American serial killer

Robert Joseph Silveria Jr. (born March 3, 1959), also known as The Boxcar Killer, is an American serial killer currently serving double life sentences in Wyoming. Silveria was also convicted in Kansas for the killing of Charles Randall Boyd, and in Florida for the killing of Willie Clark.

For 15 years, Silveria rode the rails, killing fellow freight-train riders throughout the United States. A police detective and prosecutor in Salem, Oregon, unravelled the truth of Silveria's killing spree, which began with a murder in Salem. By the end of their investigation, Silveria had confessed to murdering 28 people.

Silveria is currently imprisoned in Wyoming Medium Correctional Institution in Torrington, Wyoming.

==Victims==
Willie James Clark, 54, was found dead on April 28, 1994, in Tallahassee, Florida. Clark, though homeless, worked as a Salvation Army bell ringer. He was robbed and suffered a fatal blow to the head.

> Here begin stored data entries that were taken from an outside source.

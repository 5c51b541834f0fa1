//! Binding [`SqlValue`] onto tiberius queries and reading it back from rows.

use tiberius::numeric::Numeric;

use crate::error::MssqlAdapterError;
use crate::types::SqlValue;

/// Bind parameters directly onto the query builder; tiberius takes ownership
/// of the bound data.
pub(crate) fn bind_values(query: &mut tiberius::Query<'_>, params: &[SqlValue]) {
    for param in params {
        match param {
            SqlValue::Null => query.bind(Option::<String>::None),
            SqlValue::Bool(b) => query.bind(*b),
            SqlValue::Int(i) => query.bind(*i),
            SqlValue::Float(f) => query.bind(*f),
            SqlValue::Text(s) => query.bind(s.clone()),
            // numeric-looking strings must stay strings on the wire
            SqlValue::NumericText(s) => query.bind(s.clone()),
            SqlValue::Binary(bytes) => query.bind(bytes.clone()),
            SqlValue::Timestamp(dt) => query.bind(*dt),
            SqlValue::Json(json) => query.bind(json.to_string()),
        }
    }
}

/// Extract a value from a row at a specific index, trying the narrow types
/// first and falling back to text/binary.
pub(crate) fn extract_value(
    row: &tiberius::Row,
    idx: usize,
) -> Result<Option<SqlValue>, MssqlAdapterError> {
    if let Ok(Some(val)) = row.try_get::<i32, _>(idx) {
        return Ok(Some(SqlValue::Int(i64::from(val))));
    }
    if let Ok(Some(val)) = row.try_get::<i64, _>(idx) {
        return Ok(Some(SqlValue::Int(val)));
    }
    if let Ok(Some(val)) = row.try_get::<f32, _>(idx) {
        return Ok(Some(SqlValue::Float(f64::from(val))));
    }
    if let Ok(Some(val)) = row.try_get::<f64, _>(idx) {
        return Ok(Some(SqlValue::Float(val)));
    }
    if let Ok(Some(val)) = row.try_get::<bool, _>(idx) {
        return Ok(Some(SqlValue::Bool(val)));
    }
    if let Ok(Some(val)) = row.try_get::<chrono::NaiveDateTime, _>(idx) {
        return Ok(Some(SqlValue::Timestamp(val)));
    }
    // DECIMAL/NUMERIC (SCOPE_IDENTITY() comes back this way)
    if let Ok(Some(val)) = row.try_get::<Numeric, _>(idx) {
        if val.scale() == 0 {
            if let Ok(int) = i64::try_from(val.int_part()) {
                return Ok(Some(SqlValue::Int(int)));
            }
        }
        return Ok(Some(SqlValue::Float(f64::from(val))));
    }
    if let Ok(Some(val)) = row.try_get::<&str, _>(idx) {
        return Ok(Some(SqlValue::Text(val.to_string())));
    }
    if let Ok(Some(val)) = row.try_get::<&[u8], _>(idx) {
        return Ok(Some(SqlValue::Binary(val.to_vec())));
    }

    // none of the decoders produced a value: treat as NULL
    Ok(None)
}

/// Read a whole row into adapter values, NULL-filling undecodable cells.
pub(crate) fn row_values(
    row: &tiberius::Row,
    column_count: usize,
) -> Result<Vec<SqlValue>, MssqlAdapterError> {
    let mut values = Vec::with_capacity(column_count);
    for idx in 0..column_count {
        values.push(extract_value(row, idx)?.unwrap_or(SqlValue::Null));
    }
    Ok(values)
}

Darren Royal Miller, 19, was found dead in his sleeping bag on July 8, 1992, in Thompson Springs, Utah. Miller and two friends stopped to party one night near a pond, and Miller was found the following morning with severe head injuries. Though never charged, Silveria was linked to the murder of Miller following his arrest.

Michael A. Garfinkle, 20, was found bludgeoned to death on August 2, 1994, in Emeryville, California. Garfinkle, originally from Tarzana, recently graduated from Pierce College and was planning to ride boxcars with a friend to Santa Cruz, California. After Silveria confessed, police noted that he had intimate knowledge of the crime.

Roger Lee Bowman, 38, was found dead on April 21, 1995, in Salt Lake City, Utah. Bowman was last seen walking his dog along the train tracks. Police had already identified Silveria as a suspect before he confessed to beating and stabbing Bowman, but they were looking for him using the alias Brad Foster.

James E. McLean, 50, was found stabbed to death on July 23, 1995, in his shack at a homeless encampment in Albany, Oregon. Silveria confessed he met McLean walking along the railroad tracks near his shack. After McLean was murdered, Silveria stole his money.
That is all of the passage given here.